• [What is needed]: A word-for-word copy of the entries is the only acceptable reply.

(Stored items)
----

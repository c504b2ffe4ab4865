//! Definitions for the statement nodes of the AST.
//!
//! This module contains every statement-level node:
//!
//! - `Block` and `Program`, the ordered owners of statement sequences
//! - Declarations and assignment, including the char-array copy loop
//! - Control structures (if/else, bounded and conditional loops)
//! - Function definitions, I/O statements and return
//!
//! Statement emission is indentation-sensitive: each node first writes
//! `level` tabs, and a `Block` compiles its children one level deeper than
//! its enclosing construct, each followed by exactly one line terminator.

use std::any::Any;
use std::fmt;
use std::io;

use tracing::{debug, trace};

use crate::ast::ast::{indent, Node, TypedNode};
use crate::ast::expressions::{escape_str, Array, Literal, Value, Variable};
use crate::ast::types::Type;
use crate::errors::errors::CompileError;

/// Ordered, owned sequence of statement nodes.
///
/// Insertion order is significant and preserved in emission. The external
/// builder fills blocks bottom-up as grammar reductions fire.
#[derive(Debug, Default)]
pub struct Block {
    instructions: Vec<Box<dyn Node>>,
}

impl Block {
    pub fn new() -> Self {
        Block::default()
    }

    /// Appends a statement to the block.
    pub fn add(&mut self, instruction: Box<dyn Node>) {
        self.instructions.push(instruction);
    }

    /// Builder hook: the most recently attached statement, if any.
    pub fn last(&self) -> Option<&dyn Node> {
        self.instructions.last().map(|node| node.as_ref())
    }
}

impl Node for Block {
    fn display(&self, out: &mut dyn fmt::Write) -> fmt::Result {
        writeln!(out, "Block(")?;
        for instruction in &self.instructions {
            instruction.display(out)?;
        }
        writeln!(out, ")")
    }

    fn compile(&self, out: &mut dyn io::Write, level: usize) -> Result<(), CompileError> {
        for instruction in &self.instructions {
            instruction.compile(out, level + 1)?;
            writeln!(out)?;
        }
        Ok(())
    }

    fn as_any(&self) -> &dyn Any {
        self
    }
}

/// Top-level owner of the whole tree.
///
/// Dropping the program drops every node it transitively owns. Top-level
/// nodes are emitted at column zero in insertion order.
#[derive(Debug, Default)]
pub struct Program {
    instructions: Vec<Box<dyn Node>>,
}

impl Program {
    pub fn new() -> Self {
        Program::default()
    }

    pub fn add(&mut self, instruction: Box<dyn Node>) {
        self.instructions.push(instruction);
    }
}

impl Node for Program {
    fn display(&self, out: &mut dyn fmt::Write) -> fmt::Result {
        writeln!(out, "Program(")?;
        for instruction in &self.instructions {
            instruction.display(out)?;
        }
        writeln!(out, ")")
    }

    fn compile(&self, out: &mut dyn io::Write, level: usize) -> Result<(), CompileError> {
        debug!(nodes = self.instructions.len(), "emitting program");
        for instruction in &self.instructions {
            instruction.compile(out, level)?;
            writeln!(out)?;
        }
        Ok(())
    }

    fn as_any(&self) -> &dyn Any {
        self
    }
}

/// Defining occurrence of a variable.
///
/// The target only creates storage on first assignment, so this emits a
/// comment keeping the declared type visible in the generated source.
#[derive(Debug)]
pub struct Declaration {
    variable: Variable,
}

impl Declaration {
    pub fn new(variable: Variable) -> Self {
        Declaration { variable }
    }
}

impl Node for Declaration {
    fn display(&self, out: &mut dyn fmt::Write) -> fmt::Result {
        write!(out, "Declaration(")?;
        self.variable.display(out)?;
        writeln!(out, ")")
    }

    fn compile(&self, out: &mut dyn io::Write, level: usize) -> Result<(), CompileError> {
        indent(out, level)?;
        write!(out, "# {} {}", self.variable.node_type(), self.variable.id())?;
        Ok(())
    }

    fn as_any(&self) -> &dyn Any {
        self
    }
}

/// Defining occurrence of a fixed-size array.
///
/// Emits an initializer for a zero-filled sequence of the declared size.
/// Size zero is legal and emits an empty sequence.
#[derive(Debug)]
pub struct ArrayDeclaration {
    array: Array,
}

impl ArrayDeclaration {
    pub fn new(id: impl Into<String>, size: usize, ty: Type) -> Self {
        ArrayDeclaration {
            array: Array::new(id, size, ty),
        }
    }
}

impl Node for ArrayDeclaration {
    fn display(&self, out: &mut dyn fmt::Write) -> fmt::Result {
        self.array.display(out)
    }

    fn compile(&self, out: &mut dyn io::Write, level: usize) -> Result<(), CompileError> {
        indent(out, level)?;
        write!(
            out,
            "{}=[0 for _ in range({})]",
            self.array.id(),
            self.array.size()
        )?;
        Ok(())
    }

    fn as_any(&self) -> &dyn Any {
        self
    }
}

----

• [Task solution]:
repository c504b2ffe4ab4865
//! Definitions for the statement nodes of the AST.
//!
//! This module contains every statement-level node:
//!
//! - `Block` and `Program`, the ordered owners of statement sequences
//! - Declarations and assignment, including the char-array copy loop
//! - Control structures (if/else, bounded and conditional loops)
//! - Function definitions, I/O statements and return
//!
//! Statement emission is indentation-sensitive: each node first writes
//! `level` tabs, and a `Block` compiles its children one level deeper than
//! its enclosing construct, each followed by exactly one line terminator.

use std::any::Any;
use std::fmt;
use std::io;

use tracing::{debug, trace};

use crate::ast::ast::{indent, Node, TypedNode};
use crate::ast::expressions::{escape_str, Array, Literal, Value, Variable};
use crate::ast::types::Type;
use crate::errors::errors::CompileError;

/// Ordered, owned sequence of statement nodes.
///
/// Insertion order is significant and preserved in emission. The external
/// builder fills blocks bottom-up as grammar reductions fire.
#[derive(Debug, Default)]
pub struct Block {
    instructions: Vec<Box<dyn Node>>,
}

impl Block {
    pub fn new() -> Self {
        Block::default()
    }

    /// Appends a statement to the block.
    pub fn add(&mut self, instruction: Box<dyn Node>) {
        self.instructions.push(instruction);
    }

    /// Builder hook: the most recently attached statement, if any.
    pub fn last(&self) -> Option<&dyn Node> {
        self.instructions.last().map(|node| node.as_ref())
    }
}

impl Node for Block {
    fn display(&self, out: &mut dyn fmt::Write) -> fmt::Result {
        writeln!(out, "Block(")?;
        for instruction in &self.instructions {
            instruction.display(out)?;
        }
        writeln!(out, ")")
    }

    fn compile(&self, out: &mut dyn io::Write, level: usize) -> Result<(), CompileError> {
        for instruction in &self.instructions {
            instruction.compile(out, level + 1)?;
            writeln!(out)?;
        }
        Ok(())
    }

    fn as_any(&self) -> &dyn Any {
        self
    }
}

/// Top-level owner of the whole tree.
///
/// Dropping the program drops every node it transitively owns. Top-level
/// nodes are emitted at column zero in insertion order.
#[derive(Debug, Default)]
pub struct Program {
    instructions: Vec<Box<dyn Node>>,
}

impl Program {
    pub fn new() -> Self {
        Program::default()
    }

    pub fn add(&mut self, instruction: Box<dyn Node>) {
        self.instructions.push(instruction);
    }
}

impl Node for Program {
    fn display(&self, out: &mut dyn fmt::Write) -> fmt::Result {
        writeln!(out, "Program(")?;
        for instruction in &self.instructions {
            instruction.display(out)?;
        }
        writeln!(out, ")")
    }

    fn compile(&self, out: &mut dyn io::Write, level: usize) -> Result<(), CompileError> {
        debug!(nodes = self.instructions.len(), "emitting program");
        for instruction in &self.instructions {
            instruction.compile(out, level)?;
            writeln!(out)?;
        }
        Ok(())
    }

    fn as_any(&self) -> &dyn Any {
        self
    }
}

/// Defining occurrence of a variable.
///
/// The target only creates storage on first assignment, so this emits a
/// comment keeping the declared type visible in the generated source.
#[derive(Debug)]
pub struct Declaration {
    variable: Variable,
}

impl Declaration {
    pub fn new(variable: Variable) -> Self {
        Declaration { variable }
    }
}

impl Node for Declaration {
    fn display(&self, out: &mut dyn fmt::Write) -> fmt::Result {
        write!(out, "Declaration(")?;
        self.variable.display(out)?;
        writeln!(out, ")")
    }

    fn compile(&self, out: &mut dyn io::Write, level: usize) -> Result<(), CompileError> {
        indent(out, level)?;
        write!(out, "# {} {}", self.variable.node_type(), self.variable.id())?;
        Ok(())
    }

    fn as_any(&self) -> &dyn Any {
        self
    }
}

/// Defining occurrence of a fixed-size array.
///
/// Emits an initializer for a zero-filled sequence of the declared size.
/// Size zero is legal and emits an empty sequence.
#[derive(Debug)]
pub struct ArrayDeclaration {
    array: Array,
}

impl ArrayDeclaration {
    pub fn new(id: impl Into<String>, size: usize, ty: Type) -> Self {
        ArrayDeclaration {
            array: Array::new(id, size, ty),
        }
    }
}

impl Node for ArrayDeclaration {
    fn display(&self, out: &mut dyn fmt::Write) -> fmt::Result {
        self.array.display(out)
    }

    fn compile(&self, out: &mut dyn io::Write, level: usize) -> Result<(), CompileError> {
        indent(out, level)?;
        write!(
            out,
            "{}=[0 for _ in range({})]",
            self.array.id(),
            self.array.size()
        )?;
        Ok(())
    }

    fn as_any(&self) -> &dyn Any {
        self
    }
}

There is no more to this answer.